[Data to use — start]

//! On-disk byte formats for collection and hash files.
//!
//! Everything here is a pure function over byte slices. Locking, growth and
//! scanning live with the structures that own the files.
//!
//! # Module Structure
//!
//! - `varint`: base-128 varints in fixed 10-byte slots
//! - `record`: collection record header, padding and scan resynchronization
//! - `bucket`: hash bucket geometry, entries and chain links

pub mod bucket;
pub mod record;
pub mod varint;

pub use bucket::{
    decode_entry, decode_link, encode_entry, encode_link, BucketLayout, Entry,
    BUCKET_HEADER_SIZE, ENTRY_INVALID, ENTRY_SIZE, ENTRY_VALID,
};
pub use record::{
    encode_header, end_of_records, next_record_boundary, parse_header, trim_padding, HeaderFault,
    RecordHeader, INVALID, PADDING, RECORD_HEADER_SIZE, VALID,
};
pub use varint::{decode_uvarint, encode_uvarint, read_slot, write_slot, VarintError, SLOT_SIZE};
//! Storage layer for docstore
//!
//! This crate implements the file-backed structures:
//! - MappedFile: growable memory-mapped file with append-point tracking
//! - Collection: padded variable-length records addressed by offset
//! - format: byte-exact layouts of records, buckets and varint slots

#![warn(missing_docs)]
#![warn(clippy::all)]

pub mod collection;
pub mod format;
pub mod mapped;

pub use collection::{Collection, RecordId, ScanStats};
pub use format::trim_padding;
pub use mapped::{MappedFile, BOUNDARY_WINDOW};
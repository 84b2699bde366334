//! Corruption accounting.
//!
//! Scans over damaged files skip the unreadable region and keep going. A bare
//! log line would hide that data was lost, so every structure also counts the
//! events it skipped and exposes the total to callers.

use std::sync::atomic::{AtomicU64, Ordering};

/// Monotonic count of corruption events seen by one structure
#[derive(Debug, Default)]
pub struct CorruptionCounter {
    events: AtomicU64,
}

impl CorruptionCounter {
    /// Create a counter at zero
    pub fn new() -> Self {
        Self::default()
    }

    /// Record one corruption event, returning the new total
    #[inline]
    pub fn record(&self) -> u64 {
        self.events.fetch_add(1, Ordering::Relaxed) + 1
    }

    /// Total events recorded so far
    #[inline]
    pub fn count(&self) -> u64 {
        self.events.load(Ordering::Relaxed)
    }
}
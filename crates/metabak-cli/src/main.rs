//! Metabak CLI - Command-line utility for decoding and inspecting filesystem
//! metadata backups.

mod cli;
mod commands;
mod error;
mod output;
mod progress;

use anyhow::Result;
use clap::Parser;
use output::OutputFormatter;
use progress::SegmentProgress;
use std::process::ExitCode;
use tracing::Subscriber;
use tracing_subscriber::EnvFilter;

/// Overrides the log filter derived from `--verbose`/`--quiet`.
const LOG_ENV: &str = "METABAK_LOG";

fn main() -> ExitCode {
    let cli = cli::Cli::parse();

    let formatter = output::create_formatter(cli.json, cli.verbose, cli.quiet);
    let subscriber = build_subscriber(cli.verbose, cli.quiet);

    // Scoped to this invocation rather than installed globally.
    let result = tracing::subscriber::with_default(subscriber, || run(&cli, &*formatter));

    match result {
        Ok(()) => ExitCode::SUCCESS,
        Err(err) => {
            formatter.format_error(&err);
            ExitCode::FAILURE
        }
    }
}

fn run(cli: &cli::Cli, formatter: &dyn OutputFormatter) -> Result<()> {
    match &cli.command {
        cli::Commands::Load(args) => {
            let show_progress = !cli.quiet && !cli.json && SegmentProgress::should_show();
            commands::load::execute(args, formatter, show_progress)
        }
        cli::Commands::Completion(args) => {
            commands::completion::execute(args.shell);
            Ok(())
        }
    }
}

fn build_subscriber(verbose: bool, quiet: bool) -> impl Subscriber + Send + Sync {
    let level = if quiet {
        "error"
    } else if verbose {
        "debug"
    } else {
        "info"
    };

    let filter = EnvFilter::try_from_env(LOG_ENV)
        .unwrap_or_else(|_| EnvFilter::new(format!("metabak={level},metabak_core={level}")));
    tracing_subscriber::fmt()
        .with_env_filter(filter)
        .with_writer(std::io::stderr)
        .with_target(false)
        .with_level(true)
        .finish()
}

[Data to use — finish]

Action item
List the lines of the records where "MappedFile" occurs.

Task result
//! - MappedFile: growable memory-mapped file with append-point tracking
pub use mapped::{MappedFile, BOUNDARY_WINDOW};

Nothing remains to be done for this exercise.